### Record excerpts

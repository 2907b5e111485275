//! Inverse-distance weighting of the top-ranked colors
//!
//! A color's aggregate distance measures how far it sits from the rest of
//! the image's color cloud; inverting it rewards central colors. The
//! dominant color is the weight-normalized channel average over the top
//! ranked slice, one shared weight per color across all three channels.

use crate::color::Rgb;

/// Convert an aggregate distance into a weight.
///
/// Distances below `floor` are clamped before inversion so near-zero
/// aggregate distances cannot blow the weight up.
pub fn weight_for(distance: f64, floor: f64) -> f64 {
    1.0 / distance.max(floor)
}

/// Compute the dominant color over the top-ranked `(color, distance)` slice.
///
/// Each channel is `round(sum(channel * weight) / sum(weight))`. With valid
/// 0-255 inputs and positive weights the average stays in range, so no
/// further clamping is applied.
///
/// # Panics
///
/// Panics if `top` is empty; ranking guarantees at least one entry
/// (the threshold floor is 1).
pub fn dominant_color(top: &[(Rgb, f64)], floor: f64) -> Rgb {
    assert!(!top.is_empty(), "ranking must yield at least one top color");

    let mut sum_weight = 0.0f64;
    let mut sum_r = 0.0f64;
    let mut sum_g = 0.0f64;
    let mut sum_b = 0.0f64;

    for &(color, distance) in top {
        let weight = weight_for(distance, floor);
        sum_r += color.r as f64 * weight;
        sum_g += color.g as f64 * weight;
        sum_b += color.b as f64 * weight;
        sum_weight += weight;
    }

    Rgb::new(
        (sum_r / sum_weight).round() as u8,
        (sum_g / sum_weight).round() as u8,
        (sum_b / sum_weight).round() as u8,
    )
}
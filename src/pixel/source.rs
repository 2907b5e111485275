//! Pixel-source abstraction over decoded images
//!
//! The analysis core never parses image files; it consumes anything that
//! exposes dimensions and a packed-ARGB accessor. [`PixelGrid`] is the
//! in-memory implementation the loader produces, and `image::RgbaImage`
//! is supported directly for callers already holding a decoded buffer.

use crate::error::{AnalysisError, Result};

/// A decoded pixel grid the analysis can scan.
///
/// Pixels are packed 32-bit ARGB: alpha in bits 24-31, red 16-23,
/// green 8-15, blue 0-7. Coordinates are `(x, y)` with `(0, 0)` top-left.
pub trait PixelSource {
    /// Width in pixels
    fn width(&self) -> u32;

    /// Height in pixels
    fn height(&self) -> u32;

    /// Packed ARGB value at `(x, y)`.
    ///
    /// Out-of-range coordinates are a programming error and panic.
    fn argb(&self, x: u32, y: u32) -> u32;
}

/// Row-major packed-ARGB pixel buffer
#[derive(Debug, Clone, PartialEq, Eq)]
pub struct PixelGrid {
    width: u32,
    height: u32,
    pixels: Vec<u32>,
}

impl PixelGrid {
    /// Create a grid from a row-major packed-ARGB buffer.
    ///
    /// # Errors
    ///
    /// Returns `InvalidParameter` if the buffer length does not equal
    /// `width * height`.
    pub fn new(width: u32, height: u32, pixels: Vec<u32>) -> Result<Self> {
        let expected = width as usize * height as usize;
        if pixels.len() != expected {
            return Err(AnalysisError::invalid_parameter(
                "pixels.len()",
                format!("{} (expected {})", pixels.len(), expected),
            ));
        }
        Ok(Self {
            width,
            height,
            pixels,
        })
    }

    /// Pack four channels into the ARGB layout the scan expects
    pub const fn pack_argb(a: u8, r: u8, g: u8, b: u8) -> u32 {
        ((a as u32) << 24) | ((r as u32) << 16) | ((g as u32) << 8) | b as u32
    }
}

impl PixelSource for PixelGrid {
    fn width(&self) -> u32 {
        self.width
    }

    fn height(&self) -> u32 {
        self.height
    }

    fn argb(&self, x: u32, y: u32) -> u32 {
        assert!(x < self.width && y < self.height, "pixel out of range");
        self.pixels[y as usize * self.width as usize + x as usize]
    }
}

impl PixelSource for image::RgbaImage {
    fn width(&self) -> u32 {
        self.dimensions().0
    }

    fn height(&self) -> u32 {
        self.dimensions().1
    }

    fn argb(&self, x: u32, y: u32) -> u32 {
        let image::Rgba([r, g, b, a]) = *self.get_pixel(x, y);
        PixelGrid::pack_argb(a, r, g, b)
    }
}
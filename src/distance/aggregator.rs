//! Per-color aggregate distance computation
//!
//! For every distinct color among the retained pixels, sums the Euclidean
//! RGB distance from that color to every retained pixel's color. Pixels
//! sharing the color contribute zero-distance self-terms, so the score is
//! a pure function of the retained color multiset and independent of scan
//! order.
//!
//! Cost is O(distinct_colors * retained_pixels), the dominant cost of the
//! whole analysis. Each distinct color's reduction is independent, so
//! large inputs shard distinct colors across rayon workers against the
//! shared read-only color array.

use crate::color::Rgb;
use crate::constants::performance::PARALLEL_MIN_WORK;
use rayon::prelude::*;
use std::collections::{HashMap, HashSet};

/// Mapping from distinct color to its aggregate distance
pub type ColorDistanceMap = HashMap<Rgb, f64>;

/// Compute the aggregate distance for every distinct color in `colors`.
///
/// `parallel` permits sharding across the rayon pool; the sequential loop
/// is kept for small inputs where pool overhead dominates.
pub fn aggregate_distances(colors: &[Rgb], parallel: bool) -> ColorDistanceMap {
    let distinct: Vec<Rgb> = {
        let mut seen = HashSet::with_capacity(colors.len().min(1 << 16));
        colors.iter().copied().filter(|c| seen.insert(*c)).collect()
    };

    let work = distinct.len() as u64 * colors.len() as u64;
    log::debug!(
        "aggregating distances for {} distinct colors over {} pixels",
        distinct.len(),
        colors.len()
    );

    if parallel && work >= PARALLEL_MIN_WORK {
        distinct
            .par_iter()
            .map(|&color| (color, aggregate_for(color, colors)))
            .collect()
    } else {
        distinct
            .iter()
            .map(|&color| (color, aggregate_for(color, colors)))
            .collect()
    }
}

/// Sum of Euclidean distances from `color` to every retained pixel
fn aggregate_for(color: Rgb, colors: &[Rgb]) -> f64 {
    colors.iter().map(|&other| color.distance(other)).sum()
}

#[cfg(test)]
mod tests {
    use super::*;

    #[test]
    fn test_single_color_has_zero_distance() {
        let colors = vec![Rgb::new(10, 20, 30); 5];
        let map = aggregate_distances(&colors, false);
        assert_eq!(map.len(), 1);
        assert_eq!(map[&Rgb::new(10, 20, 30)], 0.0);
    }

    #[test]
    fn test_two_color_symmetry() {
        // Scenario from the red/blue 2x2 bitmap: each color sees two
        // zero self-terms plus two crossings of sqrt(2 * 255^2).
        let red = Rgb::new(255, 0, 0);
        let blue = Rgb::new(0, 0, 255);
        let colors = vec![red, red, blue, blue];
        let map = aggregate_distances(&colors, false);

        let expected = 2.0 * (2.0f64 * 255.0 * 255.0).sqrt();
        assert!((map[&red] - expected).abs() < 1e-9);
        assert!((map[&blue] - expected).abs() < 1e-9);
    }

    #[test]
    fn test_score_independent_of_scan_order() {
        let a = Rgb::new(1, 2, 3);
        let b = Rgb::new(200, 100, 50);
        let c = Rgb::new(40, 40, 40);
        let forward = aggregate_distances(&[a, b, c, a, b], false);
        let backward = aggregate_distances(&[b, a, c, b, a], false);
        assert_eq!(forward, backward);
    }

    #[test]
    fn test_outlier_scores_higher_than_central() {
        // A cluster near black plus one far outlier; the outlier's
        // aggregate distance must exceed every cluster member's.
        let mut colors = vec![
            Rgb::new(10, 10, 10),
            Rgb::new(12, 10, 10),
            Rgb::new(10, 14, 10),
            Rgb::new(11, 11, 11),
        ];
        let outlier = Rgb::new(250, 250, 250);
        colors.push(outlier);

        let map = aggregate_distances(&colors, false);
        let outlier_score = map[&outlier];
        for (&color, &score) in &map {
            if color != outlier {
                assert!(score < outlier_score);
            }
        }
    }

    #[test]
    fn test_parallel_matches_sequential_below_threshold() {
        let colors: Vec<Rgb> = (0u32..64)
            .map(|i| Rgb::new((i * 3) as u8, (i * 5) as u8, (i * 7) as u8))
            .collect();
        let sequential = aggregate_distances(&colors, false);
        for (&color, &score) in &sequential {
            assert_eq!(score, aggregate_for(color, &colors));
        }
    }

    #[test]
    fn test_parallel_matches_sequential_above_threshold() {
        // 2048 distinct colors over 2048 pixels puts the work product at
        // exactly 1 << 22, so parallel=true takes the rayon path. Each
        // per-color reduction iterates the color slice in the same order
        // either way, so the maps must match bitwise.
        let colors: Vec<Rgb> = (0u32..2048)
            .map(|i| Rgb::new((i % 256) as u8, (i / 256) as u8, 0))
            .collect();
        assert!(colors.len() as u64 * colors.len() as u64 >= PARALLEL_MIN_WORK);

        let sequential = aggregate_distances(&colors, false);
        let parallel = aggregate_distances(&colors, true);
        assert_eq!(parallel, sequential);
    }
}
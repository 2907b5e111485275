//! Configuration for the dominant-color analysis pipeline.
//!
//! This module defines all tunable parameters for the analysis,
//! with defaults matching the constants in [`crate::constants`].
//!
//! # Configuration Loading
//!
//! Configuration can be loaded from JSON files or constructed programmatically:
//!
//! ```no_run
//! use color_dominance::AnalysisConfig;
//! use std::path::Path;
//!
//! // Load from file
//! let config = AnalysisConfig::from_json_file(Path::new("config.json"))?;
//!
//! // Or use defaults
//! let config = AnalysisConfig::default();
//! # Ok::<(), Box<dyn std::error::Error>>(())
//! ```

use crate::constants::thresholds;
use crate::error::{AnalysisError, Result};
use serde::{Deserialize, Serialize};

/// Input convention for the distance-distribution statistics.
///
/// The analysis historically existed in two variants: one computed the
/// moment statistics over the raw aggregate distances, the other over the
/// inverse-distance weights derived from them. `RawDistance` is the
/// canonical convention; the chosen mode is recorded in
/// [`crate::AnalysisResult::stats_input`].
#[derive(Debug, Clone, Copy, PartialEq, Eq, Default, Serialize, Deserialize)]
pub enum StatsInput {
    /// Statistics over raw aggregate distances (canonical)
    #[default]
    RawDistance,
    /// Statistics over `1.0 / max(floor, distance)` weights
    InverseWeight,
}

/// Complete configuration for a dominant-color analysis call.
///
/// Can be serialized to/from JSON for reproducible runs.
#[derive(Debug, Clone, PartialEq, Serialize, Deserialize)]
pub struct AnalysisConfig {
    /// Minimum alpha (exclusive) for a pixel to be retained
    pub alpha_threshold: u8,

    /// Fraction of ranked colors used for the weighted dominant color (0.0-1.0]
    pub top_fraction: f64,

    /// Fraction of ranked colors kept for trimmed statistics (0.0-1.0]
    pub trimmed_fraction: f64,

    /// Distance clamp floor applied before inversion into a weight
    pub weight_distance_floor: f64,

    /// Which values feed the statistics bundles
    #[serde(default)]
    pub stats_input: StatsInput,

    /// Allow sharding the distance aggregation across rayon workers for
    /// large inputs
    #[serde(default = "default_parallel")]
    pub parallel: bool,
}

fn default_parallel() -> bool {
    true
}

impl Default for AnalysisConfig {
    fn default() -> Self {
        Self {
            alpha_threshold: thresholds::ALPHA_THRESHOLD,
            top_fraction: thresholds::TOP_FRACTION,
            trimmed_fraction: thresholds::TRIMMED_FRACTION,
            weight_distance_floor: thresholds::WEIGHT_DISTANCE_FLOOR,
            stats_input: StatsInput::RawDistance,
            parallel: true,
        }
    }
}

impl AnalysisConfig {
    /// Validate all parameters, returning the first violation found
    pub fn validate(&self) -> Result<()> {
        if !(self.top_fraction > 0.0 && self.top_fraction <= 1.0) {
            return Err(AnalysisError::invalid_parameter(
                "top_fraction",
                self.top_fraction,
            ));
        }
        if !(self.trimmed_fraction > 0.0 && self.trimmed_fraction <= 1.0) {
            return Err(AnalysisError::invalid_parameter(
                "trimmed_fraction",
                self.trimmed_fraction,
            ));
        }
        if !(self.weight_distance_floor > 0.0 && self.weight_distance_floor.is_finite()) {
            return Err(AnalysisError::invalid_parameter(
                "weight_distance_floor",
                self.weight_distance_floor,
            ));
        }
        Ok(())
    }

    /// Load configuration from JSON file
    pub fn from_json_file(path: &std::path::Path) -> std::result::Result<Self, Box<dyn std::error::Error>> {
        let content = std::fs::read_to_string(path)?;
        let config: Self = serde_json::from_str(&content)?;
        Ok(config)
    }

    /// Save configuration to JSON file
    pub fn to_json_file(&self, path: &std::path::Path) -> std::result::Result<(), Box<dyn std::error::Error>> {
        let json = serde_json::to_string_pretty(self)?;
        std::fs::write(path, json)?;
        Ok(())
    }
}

### What to produce
Filter the listing above, keeping only the lines with "that".

### Answer to this exercise
//! The analysis core never parses image files; it consumes anything that
//! RGB distance from that color to every retained pixel's color. Pixels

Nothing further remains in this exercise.